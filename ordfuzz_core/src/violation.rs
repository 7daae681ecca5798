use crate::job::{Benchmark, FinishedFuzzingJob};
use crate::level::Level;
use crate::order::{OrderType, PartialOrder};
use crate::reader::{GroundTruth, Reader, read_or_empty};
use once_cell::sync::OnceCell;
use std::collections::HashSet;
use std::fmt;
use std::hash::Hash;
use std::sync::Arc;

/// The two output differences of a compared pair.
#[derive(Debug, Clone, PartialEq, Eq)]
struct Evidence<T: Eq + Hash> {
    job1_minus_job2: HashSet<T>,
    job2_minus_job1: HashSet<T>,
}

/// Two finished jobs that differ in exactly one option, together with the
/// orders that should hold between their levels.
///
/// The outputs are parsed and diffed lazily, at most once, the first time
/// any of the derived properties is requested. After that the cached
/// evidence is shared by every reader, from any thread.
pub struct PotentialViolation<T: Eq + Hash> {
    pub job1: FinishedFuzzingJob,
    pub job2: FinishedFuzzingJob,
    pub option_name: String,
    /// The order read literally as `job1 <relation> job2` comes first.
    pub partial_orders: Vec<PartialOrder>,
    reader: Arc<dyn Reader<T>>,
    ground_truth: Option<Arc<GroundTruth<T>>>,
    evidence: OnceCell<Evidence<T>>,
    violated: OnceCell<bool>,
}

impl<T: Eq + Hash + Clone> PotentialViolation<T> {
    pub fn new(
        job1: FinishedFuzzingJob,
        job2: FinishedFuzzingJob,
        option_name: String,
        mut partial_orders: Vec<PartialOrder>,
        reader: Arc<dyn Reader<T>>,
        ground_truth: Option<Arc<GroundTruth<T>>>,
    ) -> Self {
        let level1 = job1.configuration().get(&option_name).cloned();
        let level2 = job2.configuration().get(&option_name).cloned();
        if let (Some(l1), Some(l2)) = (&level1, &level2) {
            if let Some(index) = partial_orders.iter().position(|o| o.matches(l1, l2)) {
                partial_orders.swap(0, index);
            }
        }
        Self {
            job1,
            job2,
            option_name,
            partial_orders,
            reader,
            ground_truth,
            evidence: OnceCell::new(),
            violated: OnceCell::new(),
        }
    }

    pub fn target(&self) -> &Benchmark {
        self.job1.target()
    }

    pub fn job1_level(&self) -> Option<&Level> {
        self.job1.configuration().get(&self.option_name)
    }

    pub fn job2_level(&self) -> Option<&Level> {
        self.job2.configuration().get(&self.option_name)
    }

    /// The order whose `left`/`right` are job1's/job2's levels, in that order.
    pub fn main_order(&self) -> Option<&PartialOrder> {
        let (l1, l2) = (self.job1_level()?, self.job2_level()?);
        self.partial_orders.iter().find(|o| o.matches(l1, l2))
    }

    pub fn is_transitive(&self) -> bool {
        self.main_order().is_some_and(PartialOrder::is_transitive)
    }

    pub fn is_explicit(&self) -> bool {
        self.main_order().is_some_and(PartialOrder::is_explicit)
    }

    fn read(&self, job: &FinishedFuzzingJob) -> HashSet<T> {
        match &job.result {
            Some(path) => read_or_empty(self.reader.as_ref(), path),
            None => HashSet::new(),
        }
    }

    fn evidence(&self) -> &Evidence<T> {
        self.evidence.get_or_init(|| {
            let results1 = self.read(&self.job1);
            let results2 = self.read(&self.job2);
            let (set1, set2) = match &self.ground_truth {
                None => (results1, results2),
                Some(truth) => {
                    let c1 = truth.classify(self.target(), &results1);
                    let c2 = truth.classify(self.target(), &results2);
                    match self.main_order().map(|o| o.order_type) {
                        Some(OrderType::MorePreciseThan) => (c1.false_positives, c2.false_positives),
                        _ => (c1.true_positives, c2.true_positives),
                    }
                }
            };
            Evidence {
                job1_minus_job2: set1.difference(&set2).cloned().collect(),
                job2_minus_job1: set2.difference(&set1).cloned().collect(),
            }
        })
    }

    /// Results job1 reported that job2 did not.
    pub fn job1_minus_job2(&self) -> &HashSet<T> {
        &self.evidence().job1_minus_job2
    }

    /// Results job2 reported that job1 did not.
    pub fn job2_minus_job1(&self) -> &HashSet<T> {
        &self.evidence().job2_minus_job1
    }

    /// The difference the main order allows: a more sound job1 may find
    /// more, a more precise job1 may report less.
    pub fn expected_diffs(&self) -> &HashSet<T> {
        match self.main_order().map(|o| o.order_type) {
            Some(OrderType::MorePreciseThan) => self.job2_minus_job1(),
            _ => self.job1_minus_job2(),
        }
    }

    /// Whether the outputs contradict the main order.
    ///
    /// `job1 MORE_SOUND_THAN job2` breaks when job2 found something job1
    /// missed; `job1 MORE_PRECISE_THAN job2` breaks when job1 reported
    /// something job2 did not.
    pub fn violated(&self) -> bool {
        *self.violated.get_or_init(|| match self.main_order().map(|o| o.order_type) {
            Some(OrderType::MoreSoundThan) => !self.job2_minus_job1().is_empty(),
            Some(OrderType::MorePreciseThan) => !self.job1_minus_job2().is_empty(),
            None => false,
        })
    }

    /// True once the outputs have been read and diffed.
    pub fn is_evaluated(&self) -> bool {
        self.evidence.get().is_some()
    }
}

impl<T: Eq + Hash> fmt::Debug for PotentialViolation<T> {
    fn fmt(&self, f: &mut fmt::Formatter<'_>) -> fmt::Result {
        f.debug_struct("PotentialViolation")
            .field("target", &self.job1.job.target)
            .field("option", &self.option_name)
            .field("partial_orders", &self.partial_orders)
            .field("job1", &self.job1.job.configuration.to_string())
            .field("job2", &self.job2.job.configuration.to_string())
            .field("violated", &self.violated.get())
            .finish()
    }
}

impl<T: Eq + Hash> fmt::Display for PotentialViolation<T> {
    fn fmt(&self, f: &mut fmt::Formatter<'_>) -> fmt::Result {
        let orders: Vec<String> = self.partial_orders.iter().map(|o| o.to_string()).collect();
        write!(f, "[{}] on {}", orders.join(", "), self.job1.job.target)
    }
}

§ Instructions to follow
Output the listing in full. Leave every line unchanged.

§ Solution for this problem
filename ordfuzz_core/src/violation.rs
repository 7daae681ecca5798
use crate::job::{Benchmark, FinishedFuzzingJob};
use crate::level::Level;
use crate::order::{OrderType, PartialOrder};
use crate::reader::{GroundTruth, Reader, read_or_empty};
use once_cell::sync::OnceCell;
use std::collections::HashSet;
use std::fmt;
use std::hash::Hash;
use std::sync::Arc;

/// The two output differences of a compared pair.
#[derive(Debug, Clone, PartialEq, Eq)]
struct Evidence<T: Eq + Hash> {
    job1_minus_job2: HashSet<T>,
    job2_minus_job1: HashSet<T>,
}

/// Two finished jobs that differ in exactly one option, together with the
/// orders that should hold between their levels.
///
/// The outputs are parsed and diffed lazily, at most once, the first time
/// any of the derived properties is requested. After that the cached
/// evidence is shared by every reader, from any thread.
pub struct PotentialViolation<T: Eq + Hash> {
    pub job1: FinishedFuzzingJob,
    pub job2: FinishedFuzzingJob,
    pub option_name: String,
    /// The order read literally as `job1 <relation> job2` comes first.
    pub partial_orders: Vec<PartialOrder>,
    reader: Arc<dyn Reader<T>>,
    ground_truth: Option<Arc<GroundTruth<T>>>,
    evidence: OnceCell<Evidence<T>>,
    violated: OnceCell<bool>,
}

impl<T: Eq + Hash + Clone> PotentialViolation<T> {
    pub fn new(
        job1: FinishedFuzzingJob,
        job2: FinishedFuzzingJob,
        option_name: String,
        mut partial_orders: Vec<PartialOrder>,
        reader: Arc<dyn Reader<T>>,
        ground_truth: Option<Arc<GroundTruth<T>>>,
    ) -> Self {
        let level1 = job1.configuration().get(&option_name).cloned();
        let level2 = job2.configuration().get(&option_name).cloned();
        if let (Some(l1), Some(l2)) = (&level1, &level2) {
            if let Some(index) = partial_orders.iter().position(|o| o.matches(l1, l2)) {
                partial_orders.swap(0, index);
            }
        }
        Self {
            job1,
            job2,
            option_name,
            partial_orders,
            reader,
            ground_truth,
            evidence: OnceCell::new(),
            violated: OnceCell::new(),
        }
    }

    pub fn target(&self) -> &Benchmark {
        self.job1.target()
    }

    pub fn job1_level(&self) -> Option<&Level> {
        self.job1.configuration().get(&self.option_name)
    }

    pub fn job2_level(&self) -> Option<&Level> {
        self.job2.configuration().get(&self.option_name)
    }

    /// The order whose `left`/`right` are job1's/job2's levels, in that order.
    pub fn main_order(&self) -> Option<&PartialOrder> {
        let (l1, l2) = (self.job1_level()?, self.job2_level()?);
        self.partial_orders.iter().find(|o| o.matches(l1, l2))
    }

    pub fn is_transitive(&self) -> bool {
        self.main_order().is_some_and(PartialOrder::is_transitive)
    }

    pub fn is_explicit(&self) -> bool {
        self.main_order().is_some_and(PartialOrder::is_explicit)
    }

    fn read(&self, job: &FinishedFuzzingJob) -> HashSet<T> {
        match &job.result {
            Some(path) => read_or_empty(self.reader.as_ref(), path),
            None => HashSet::new(),
        }
    }

    fn evidence(&self) -> &Evidence<T> {
        self.evidence.get_or_init(|| {
            let results1 = self.read(&self.job1);
            let results2 = self.read(&self.job2);
            let (set1, set2) = match &self.ground_truth {
                None => (results1, results2),
                Some(truth) => {
                    let c1 = truth.classify(self.target(), &results1);
                    let c2 = truth.classify(self.target(), &results2);
                    match self.main_order().map(|o| o.order_type) {
                        Some(OrderType::MorePreciseThan) => (c1.false_positives, c2.false_positives),
                        _ => (c1.true_positives, c2.true_positives),
                    }
                }
            };
            Evidence {
                job1_minus_job2: set1.difference(&set2).cloned().collect(),
                job2_minus_job1: set2.difference(&set1).cloned().collect(),
            }
        })
    }

    /// Results job1 reported that job2 did not.
    pub fn job1_minus_job2(&self) -> &HashSet<T> {
        &self.evidence().job1_minus_job2
    }

    /// Results job2 reported that job1 did not.
    pub fn job2_minus_job1(&self) -> &HashSet<T> {
        &self.evidence().job2_minus_job1
    }

    /// The difference the main order allows: a more sound job1 may find
    /// more, a more precise job1 may report less.
    pub fn expected_diffs(&self) -> &HashSet<T> {
        match self.main_order().map(|o| o.order_type) {
            Some(OrderType::MorePreciseThan) => self.job2_minus_job1(),
            _ => self.job1_minus_job2(),
        }
    }

    /// Whether the outputs contradict the main order.
    ///
    /// `job1 MORE_SOUND_THAN job2` breaks when job2 found something job1
    /// missed; `job1 MORE_PRECISE_THAN job2` breaks when job1 reported
    /// something job2 did not.
    pub fn violated(&self) -> bool {
        *self.violated.get_or_init(|| match self.main_order().map(|o| o.order_type) {
            Some(OrderType::MoreSoundThan) => !self.job2_minus_job1().is_empty(),
            Some(OrderType::MorePreciseThan) => !self.job1_minus_job2().is_empty(),
            None => false,
        })
    }

    /// True once the outputs have been read and diffed.
    pub fn is_evaluated(&self) -> bool {
        self.evidence.get().is_some()
    }
}

impl<T: Eq + Hash> fmt::Debug for PotentialViolation<T> {
    fn fmt(&self, f: &mut fmt::Formatter<'_>) -> fmt::Result {
        f.debug_struct("PotentialViolation")
            .field("target", &self.job1.job.target)
            .field("option", &self.option_name)
            .field("partial_orders", &self.partial_orders)
            .field("job1", &self.job1.job.configuration.to_string())
            .field("job2", &self.job2.job.configuration.to_string())
            .field("violated", &self.violated.get())
            .finish()
    }
}

impl<T: Eq + Hash> fmt::Display for PotentialViolation<T> {
    fn fmt(&self, f: &mut fmt::Formatter<'_>) -> fmt::Result {
        let orders: Vec<String> = self.partial_orders.iter().map(|o| o.to_string()).collect();
        write!(f, "[{}] on {}", orders.join(", "), self.job1.job.target)
    }
}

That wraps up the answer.